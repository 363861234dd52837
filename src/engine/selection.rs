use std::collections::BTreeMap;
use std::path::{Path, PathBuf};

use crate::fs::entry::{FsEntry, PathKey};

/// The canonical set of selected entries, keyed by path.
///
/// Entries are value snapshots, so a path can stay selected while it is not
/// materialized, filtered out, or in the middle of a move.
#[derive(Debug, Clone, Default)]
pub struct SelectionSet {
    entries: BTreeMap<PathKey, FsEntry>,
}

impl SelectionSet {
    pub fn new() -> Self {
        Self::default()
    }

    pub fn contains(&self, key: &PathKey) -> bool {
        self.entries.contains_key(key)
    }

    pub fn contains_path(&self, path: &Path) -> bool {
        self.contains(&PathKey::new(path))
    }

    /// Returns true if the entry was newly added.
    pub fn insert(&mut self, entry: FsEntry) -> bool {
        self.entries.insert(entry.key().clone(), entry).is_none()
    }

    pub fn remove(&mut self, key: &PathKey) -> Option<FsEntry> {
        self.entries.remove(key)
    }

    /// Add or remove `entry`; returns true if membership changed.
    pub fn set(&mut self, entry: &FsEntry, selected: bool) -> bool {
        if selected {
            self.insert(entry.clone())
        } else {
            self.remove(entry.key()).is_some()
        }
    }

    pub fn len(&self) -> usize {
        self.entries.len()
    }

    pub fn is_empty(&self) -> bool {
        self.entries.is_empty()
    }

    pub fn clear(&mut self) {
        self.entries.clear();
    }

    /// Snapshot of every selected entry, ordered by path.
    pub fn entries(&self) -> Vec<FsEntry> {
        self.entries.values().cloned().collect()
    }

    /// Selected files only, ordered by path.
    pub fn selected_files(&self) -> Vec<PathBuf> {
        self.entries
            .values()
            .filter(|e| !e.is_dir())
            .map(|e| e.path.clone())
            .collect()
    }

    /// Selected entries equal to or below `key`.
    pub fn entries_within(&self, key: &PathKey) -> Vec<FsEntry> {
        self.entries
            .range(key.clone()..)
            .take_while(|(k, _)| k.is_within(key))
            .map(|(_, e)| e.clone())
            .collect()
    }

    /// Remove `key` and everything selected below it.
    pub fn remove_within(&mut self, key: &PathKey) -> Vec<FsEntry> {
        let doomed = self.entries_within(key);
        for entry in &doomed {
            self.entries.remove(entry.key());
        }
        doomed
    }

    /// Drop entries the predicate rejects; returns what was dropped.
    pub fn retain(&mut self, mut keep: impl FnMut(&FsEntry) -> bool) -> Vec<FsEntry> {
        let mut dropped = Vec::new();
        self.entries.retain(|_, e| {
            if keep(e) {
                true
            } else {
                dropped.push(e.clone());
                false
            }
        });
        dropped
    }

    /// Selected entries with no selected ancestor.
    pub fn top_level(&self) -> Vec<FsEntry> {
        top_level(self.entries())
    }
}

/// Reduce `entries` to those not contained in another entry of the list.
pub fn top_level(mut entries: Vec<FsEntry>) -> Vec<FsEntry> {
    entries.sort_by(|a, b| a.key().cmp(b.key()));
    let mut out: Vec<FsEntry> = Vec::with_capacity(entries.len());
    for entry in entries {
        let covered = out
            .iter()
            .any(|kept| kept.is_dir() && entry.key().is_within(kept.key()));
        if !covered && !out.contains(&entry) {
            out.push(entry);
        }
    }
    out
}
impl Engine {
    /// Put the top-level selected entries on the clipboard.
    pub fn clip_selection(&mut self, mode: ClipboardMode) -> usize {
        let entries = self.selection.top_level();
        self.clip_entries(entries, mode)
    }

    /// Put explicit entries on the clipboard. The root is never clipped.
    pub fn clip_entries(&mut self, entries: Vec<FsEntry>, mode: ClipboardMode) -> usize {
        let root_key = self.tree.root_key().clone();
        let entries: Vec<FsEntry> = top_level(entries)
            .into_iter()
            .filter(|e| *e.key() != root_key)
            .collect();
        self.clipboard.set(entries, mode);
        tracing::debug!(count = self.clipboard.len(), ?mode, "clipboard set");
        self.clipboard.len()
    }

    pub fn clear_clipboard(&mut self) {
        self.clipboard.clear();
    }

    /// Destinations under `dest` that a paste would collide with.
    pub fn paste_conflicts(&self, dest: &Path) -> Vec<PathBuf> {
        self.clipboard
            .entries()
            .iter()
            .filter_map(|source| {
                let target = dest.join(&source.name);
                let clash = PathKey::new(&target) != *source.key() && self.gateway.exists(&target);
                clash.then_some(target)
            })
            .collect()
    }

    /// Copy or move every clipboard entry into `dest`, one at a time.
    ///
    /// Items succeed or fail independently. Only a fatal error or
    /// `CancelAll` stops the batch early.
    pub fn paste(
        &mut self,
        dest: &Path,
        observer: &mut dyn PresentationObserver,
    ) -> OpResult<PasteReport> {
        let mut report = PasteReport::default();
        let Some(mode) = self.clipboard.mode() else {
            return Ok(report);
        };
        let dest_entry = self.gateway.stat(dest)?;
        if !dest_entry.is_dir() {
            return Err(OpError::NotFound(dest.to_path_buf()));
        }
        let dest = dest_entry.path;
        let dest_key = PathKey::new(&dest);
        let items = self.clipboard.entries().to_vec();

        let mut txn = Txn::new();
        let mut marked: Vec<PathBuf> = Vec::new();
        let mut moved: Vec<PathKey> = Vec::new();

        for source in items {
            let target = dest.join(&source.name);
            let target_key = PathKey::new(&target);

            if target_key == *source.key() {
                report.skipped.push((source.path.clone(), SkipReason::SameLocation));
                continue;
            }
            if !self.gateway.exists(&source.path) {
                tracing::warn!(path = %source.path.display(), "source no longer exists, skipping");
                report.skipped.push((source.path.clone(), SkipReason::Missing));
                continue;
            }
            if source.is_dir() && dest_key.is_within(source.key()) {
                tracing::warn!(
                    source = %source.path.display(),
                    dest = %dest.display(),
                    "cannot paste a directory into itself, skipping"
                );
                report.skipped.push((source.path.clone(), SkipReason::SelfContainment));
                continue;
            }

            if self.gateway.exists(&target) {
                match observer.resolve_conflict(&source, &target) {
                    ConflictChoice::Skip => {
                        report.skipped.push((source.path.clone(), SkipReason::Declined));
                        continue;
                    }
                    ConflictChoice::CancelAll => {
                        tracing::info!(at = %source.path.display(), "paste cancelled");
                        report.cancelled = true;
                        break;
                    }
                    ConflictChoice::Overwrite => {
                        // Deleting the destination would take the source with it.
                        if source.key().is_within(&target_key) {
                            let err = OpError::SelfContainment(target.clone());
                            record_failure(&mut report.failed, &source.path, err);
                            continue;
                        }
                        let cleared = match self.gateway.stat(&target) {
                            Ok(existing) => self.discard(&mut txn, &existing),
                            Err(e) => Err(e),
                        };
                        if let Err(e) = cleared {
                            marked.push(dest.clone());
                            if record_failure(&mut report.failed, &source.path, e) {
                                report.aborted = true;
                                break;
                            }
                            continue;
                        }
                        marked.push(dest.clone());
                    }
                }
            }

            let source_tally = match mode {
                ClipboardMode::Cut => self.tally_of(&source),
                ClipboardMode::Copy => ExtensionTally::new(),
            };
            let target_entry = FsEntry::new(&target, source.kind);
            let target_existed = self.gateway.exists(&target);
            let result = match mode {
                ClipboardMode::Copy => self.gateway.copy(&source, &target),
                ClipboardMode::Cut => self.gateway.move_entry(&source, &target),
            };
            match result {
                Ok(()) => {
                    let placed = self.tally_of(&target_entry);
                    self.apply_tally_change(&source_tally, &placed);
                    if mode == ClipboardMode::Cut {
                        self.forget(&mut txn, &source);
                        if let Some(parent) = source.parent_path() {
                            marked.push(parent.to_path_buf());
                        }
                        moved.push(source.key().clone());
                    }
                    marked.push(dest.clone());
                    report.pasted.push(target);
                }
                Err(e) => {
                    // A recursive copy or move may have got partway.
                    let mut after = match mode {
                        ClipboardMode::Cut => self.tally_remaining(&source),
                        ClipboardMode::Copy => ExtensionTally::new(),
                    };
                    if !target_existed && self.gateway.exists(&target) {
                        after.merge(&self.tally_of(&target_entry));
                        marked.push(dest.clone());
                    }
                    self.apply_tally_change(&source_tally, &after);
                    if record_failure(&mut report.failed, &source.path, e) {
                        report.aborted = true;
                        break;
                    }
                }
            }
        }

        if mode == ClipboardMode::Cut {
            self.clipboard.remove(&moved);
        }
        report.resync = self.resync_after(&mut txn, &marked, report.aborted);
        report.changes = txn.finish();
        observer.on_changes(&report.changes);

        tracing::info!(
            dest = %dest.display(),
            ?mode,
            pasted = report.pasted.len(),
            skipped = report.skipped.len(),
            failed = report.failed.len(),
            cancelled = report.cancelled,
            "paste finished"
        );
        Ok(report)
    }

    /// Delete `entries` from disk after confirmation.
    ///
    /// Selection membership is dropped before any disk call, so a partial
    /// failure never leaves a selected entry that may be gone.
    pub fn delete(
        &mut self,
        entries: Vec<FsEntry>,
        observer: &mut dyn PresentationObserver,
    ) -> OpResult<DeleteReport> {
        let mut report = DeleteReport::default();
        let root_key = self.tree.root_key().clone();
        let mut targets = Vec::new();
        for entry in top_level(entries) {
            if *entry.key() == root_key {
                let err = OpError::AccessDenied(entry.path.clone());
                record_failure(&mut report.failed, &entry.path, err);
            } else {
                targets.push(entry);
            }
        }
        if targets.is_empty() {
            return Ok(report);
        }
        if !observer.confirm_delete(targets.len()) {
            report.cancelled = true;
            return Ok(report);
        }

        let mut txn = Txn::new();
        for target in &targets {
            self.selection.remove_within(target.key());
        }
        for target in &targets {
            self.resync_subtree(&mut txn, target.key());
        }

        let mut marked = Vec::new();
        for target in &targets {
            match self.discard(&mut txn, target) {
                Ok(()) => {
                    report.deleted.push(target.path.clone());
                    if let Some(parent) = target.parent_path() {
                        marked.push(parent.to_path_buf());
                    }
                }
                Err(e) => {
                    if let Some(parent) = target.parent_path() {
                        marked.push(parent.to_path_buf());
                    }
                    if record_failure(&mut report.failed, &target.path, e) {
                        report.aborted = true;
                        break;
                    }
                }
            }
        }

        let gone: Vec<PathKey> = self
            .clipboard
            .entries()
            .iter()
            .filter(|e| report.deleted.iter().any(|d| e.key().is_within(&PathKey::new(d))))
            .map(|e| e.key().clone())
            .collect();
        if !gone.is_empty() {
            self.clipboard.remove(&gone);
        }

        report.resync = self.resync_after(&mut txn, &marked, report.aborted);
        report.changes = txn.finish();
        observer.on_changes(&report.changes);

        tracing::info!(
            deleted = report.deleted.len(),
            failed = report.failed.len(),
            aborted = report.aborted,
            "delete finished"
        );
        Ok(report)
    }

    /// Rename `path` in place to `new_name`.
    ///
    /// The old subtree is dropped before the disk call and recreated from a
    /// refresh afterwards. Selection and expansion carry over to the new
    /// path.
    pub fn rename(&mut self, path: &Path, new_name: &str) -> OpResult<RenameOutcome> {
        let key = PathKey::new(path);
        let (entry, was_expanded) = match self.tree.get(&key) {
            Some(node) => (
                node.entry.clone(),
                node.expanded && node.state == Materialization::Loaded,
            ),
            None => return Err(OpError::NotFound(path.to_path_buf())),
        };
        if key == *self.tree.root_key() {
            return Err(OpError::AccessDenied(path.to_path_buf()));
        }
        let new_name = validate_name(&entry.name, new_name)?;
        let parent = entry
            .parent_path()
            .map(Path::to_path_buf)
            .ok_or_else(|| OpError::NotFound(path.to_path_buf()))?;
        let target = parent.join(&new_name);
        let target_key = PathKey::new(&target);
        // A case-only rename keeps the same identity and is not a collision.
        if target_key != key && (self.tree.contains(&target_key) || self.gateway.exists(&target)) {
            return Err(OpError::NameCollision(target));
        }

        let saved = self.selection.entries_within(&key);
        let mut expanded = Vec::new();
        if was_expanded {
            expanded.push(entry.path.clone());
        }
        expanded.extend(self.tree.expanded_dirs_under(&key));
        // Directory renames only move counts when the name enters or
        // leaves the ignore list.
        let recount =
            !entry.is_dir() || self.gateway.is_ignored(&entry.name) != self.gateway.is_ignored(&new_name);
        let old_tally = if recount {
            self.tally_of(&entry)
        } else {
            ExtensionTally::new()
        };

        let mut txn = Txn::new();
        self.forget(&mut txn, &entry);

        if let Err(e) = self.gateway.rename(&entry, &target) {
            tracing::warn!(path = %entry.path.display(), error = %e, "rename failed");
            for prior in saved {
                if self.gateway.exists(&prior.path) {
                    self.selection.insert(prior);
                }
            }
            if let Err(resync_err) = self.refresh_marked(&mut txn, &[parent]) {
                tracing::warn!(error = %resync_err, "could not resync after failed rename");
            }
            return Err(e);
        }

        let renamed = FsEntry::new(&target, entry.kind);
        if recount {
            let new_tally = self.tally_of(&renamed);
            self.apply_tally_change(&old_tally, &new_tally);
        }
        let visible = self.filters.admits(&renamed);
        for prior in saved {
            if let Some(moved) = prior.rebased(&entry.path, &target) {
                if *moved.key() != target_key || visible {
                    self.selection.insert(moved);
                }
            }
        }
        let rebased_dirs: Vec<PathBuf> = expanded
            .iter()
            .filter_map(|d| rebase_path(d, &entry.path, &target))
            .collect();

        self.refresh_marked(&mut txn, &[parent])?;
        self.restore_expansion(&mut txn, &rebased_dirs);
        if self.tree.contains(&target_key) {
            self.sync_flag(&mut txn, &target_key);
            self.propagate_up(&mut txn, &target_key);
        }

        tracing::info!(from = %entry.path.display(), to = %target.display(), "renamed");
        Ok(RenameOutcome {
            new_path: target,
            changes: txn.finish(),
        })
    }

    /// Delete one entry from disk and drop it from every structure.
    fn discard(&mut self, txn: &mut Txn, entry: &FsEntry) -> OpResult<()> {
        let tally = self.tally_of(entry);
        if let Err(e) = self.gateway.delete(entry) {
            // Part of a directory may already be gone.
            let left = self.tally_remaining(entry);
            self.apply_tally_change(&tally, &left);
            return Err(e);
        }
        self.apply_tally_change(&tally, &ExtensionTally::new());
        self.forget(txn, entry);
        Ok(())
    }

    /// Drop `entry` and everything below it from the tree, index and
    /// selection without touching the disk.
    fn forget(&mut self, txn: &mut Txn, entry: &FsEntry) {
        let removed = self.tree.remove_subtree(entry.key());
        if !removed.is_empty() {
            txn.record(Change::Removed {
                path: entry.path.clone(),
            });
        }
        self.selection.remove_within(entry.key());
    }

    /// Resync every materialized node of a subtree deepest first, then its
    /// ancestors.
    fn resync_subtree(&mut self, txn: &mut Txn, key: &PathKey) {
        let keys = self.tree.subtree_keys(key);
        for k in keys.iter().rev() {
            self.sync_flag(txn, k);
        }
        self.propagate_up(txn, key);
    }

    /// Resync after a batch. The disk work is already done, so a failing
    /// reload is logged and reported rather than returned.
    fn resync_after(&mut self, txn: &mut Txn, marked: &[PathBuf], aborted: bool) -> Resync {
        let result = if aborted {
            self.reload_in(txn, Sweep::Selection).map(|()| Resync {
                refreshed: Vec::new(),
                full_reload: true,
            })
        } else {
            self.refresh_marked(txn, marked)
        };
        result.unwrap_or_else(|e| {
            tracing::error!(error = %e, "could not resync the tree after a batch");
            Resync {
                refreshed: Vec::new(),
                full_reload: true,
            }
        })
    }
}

══════

**INSTRUCTIONS FOR THE TASK:** Go to the line with "if let Err(resync_err)" in the entries above and repeat every line from there through the line with "if let Some(moved)", exactly and with no other text.

**RESPONSE:**
            if let Err(resync_err) = self.refresh_marked(&mut txn, &[parent]) {
                tracing::warn!(error = %resync_err, "could not resync after failed rename");
            }
            return Err(e);
        }

        let renamed = FsEntry::new(&target, entry.kind);
        if recount {
            let new_tally = self.tally_of(&renamed);
            self.apply_tally_change(&old_tally, &new_tally);
        }
        let visible = self.filters.admits(&renamed);
        for prior in saved {
            if let Some(moved) = prior.rebased(&entry.path, &target) {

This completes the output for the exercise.